Tuesday, April 03, 2007
The Republic of Vermont
The United States of America, on paper, is an excellent idea.
Like all pure notions, however, the reality does not always live up to the dream.
Before right-wingers start screaming for the scribe’s head or immediate deportation to foreign shores (or airport tarmacs), let’s be clear: We should all, always, be striving toward, “a more perfect union.”
Those who claim some kind of perfection already exists are not really living in this country, rather in what they fancy it to be, which is not okay.
the scribe has been sitting on a very interesting piece published in the “Washington Post” over the weekend entitled “The Republic of Vermont.”
It is something of a radical manifesto of secession and how it got into a mainstream paper of record is as much a mystery to him as to you.
But it makes for interesting reading, the primary gist being that the United States, or its government, as currently constituted, has drifted far afield from the intentions of those who founded it, and that Vermont, with its hoary old town meetings, is much closer to the real thing and itching to break away from the Federal Frankenstein and continue a purer democratic experiment.
Here are some salient arguments from the second paragraph penned by Ian Baldwin and Frank Bryan:
“Over the past 50 years, the U.S. government has grown too big, too corrupt and too aggressive toward the world, toward its own citizens and toward local democratic institutions.”
highwayscribery likes the sound of that and couldn’t agree more.
“Vermont,” their reasoned rant continues, “did not join the Union to become part of an empire.”
And the scribe does not like owing back taxes to pay for that empire when he has needs much closer to home and more personal. It’s likely, when viewed from this rather selfish perspective, you might find an opening in your mind for some of the arguments put forward by these worthy gentleman.
And that’s what the possessive individualists, Locke and Rousseau, had in mind when configuring a society that would harness our self-interests to the benefit of the commonweal.
Here’s a little bit of Vermont history:
“A decade before the War of Independence, Vermont became New England’s first frontier, settled by pioneers escaping colonial bondage who hewed settlements across a lush region whose spine is the Green Mountains.”

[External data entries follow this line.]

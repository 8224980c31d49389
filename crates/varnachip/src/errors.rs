//! # Error Types

/// Errors from varnachip operations.
#[derive(Debug, thiserror::Error)]
pub enum VarnachipError {
    /// A token id is outside the vocabulary.
    #[error("token {token} out of range for vocab size {vocab_size}")]
    OutOfRangeToken {
        /// The offending token id.
        token: u64,

        /// The size of the vocabulary it was looked up in.
        vocab_size: usize,
    },

    /// Persisted vocabulary data is malformed.
    #[error("corrupt vocabulary: {0}")]
    CorruptVocabulary(String),

    /// Vocab size exceeds the capacity of the target token type.
    #[error("vocab size ({size}) exceeds token type capacity")]
    VocabSizeOverflow {
        /// The vocab size that exceeded the capacity.
        size: usize,
    },

    /// A configuration value is invalid.
    #[error("invalid config: {0}")]
    InvalidConfig(String),

    /// I/O error.
    #[error(transparent)]
    Io(#[from] std::io::Error),

    /// JSON (de)serialization error.
    #[error(transparent)]
    Json(#[from] serde_json::Error),

    /// Parse error (base64, integer, etc.)
    #[error("parse error: {0}")]
    Parse(String),
}

/// Result type for varnachip operations.
pub type VCResult<T> = core::result::Result<T, VarnachipError>;
//! # Training Types
use core::{
    fmt::{Debug, Display},
    hash::Hash,
    ops::{AddAssign, SubAssign},
};

use num_traits::{FromPrimitive, PrimInt, ToPrimitive};

/// A type that can be used as a chunk text key.
pub trait StringChunkType:
    for<'a> From<&'a str> + AsRef<str> + Debug + Clone + Send + Sync + Eq + Hash + Ord
{
}

impl<T> StringChunkType for T where
    T: for<'a> From<&'a str> + AsRef<str> + Debug + Clone + Send + Sync + Eq + Hash + Ord
{
}

/// A type that can be used as a chunk count.
pub trait CountType:
    'static
    + PrimInt
    + FromPrimitive
    + ToPrimitive
    + Hash
    + Default
    + Debug
    + Display
    + Send
    + Sync
    + AddAssign
    + SubAssign
{
}

impl<T> CountType for T where
    T: 'static
        + PrimInt
        + FromPrimitive
        + ToPrimitive
        + Hash
        + Default
        + Debug
        + Display
        + Send
        + Sync
        + AddAssign
        + SubAssign
{
}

Steeped in nostalgia for olden times, the scribe shivers at the idea of a world so empty and so rich in land that if you didn’t like the way things were run, there was a place to go where you could run them yourself. O Pioneers!

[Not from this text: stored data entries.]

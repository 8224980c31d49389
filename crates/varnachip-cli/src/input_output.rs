use std::{
    fs::File,
    io::{BufRead, BufReader, BufWriter, Read, Write},
    sync::Arc,
};

use varnachip::{UnifiedTokenVocab, vocab::io::load_json_vocab_path};

/// Token type used by the command line tools.
pub type CliToken = u32;

fn squash_standard_io(path: &Option<String>) -> Option<String> {
    match path {
        Some(p) if p == "-" => None,
        Some(p) => Some(p.clone()),
        None => None,
    }
}

/// Input argument group.
#[derive(clap::Args, Debug)]
pub struct InputArgs {
    /// Optional input file; "-" may be used to indicate stdin.
    #[clap(long, default_value = None)]
    pub input: Option<String>,
}

impl InputArgs {
    /// Open a reader for the input.
    pub fn open_reader(&self) -> Result<Box<dyn BufRead>, Box<dyn std::error::Error>> {
        Ok(match squash_standard_io(&self.input) {
            None => Box::new(BufReader::new(std::io::stdin().lock())),
            Some(p) => Box::new(BufReader::new(File::open(p)?)),
        })
    }

    /// Read the whole input as one text.
    pub fn read_to_string(&self) -> Result<String, Box<dyn std::error::Error>> {
        let mut text = String::new();
        self.open_reader()?.read_to_string(&mut text)?;
        Ok(text)
    }
}

/// Output argument group.
#[derive(clap::Args, Debug)]
pub struct OutputArgs {
    /// Optional output file; "-" may be used to indicate stdout.
    #[clap(long, default_value = None)]
    pub output: Option<String>,
}

impl OutputArgs {
    /// Open a writer for the output.
    pub fn open_writer(&self) -> Result<Box<dyn Write>, Box<dyn std::error::Error>> {
        Ok(match squash_standard_io(&self.output) {
            Some(p) => Box::new(BufWriter::new(File::create(p)?)),
            None => Box::new(BufWriter::new(std::io::stdout().lock())),
        })
    }
}

/// Vocabulary selection argument group.
#[derive(clap::Args, Debug)]
pub struct VocabArgs {
    /// Path to a JSON vocab file, as written by `train`.
    #[clap(long)]
    pub vocab: String,
}

impl VocabArgs {
    /// Load the selected vocabulary.
    pub fn load_vocab(&self) -> Result<Arc<UnifiedTokenVocab<CliToken>>, Box<dyn std::error::Error>> {
        log::info!("Loading vocab: {}", self.vocab);
        let vocab: UnifiedTokenVocab<CliToken> = load_json_vocab_path(&self.vocab)?;
        log::info!("Vocabulary Size: {}", vocab.len());
        Ok(vocab.into())
    }
}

Continuing their Vermont-centric lecture, the writers noted that, “These independent folk brought with them what Henry David Thoreau called the ‘true American Congress’ -- the New England town meeting, which is still the legislature for nearly all of Vermont’s 237 towns. Here every citizen is a legislator who helps fashion the rules that govern the locality.”
How many of us can say the same about our civic participation and the configuration of our home state’s polity?
The next few paragraphs denounce the extant of America’s far-flung world interests and the lack of input most of us have (other than our tax dollars) in the administration of those interests. The analysis, once again, is a revolutionary one rooted in the Farewell Address of George Washington.
Remember him?
Neither do those running the country over the past few decades, infer Baldwin and Bryan, who continue with a fascinating history of discordance between their remarkable and independent state and the federal government.
They close the litany of disagreements with a 1985 tiff over a federal mandate to raise the drinking age from 18 to 21. Vermont wasn’t interested, fully confident its 18-year olds knew when to say “when.”
President Rayguns, who the scribe loathed then and now, blackmailed the state, threatening to withhold federal money for repairing highways. Vermont took the case all the way to those friends of the people, the United States Supreme Court, and lost.
Sound familiar?
Here in California, the state’s voters passed a law at the ballot box legalizing marijuana for medical use, but have not been spared the ugly site of mustachioed DEA stormtroopers raiding small operations run by aging hippies as if they were outlets for Al-Qaeda recruitment.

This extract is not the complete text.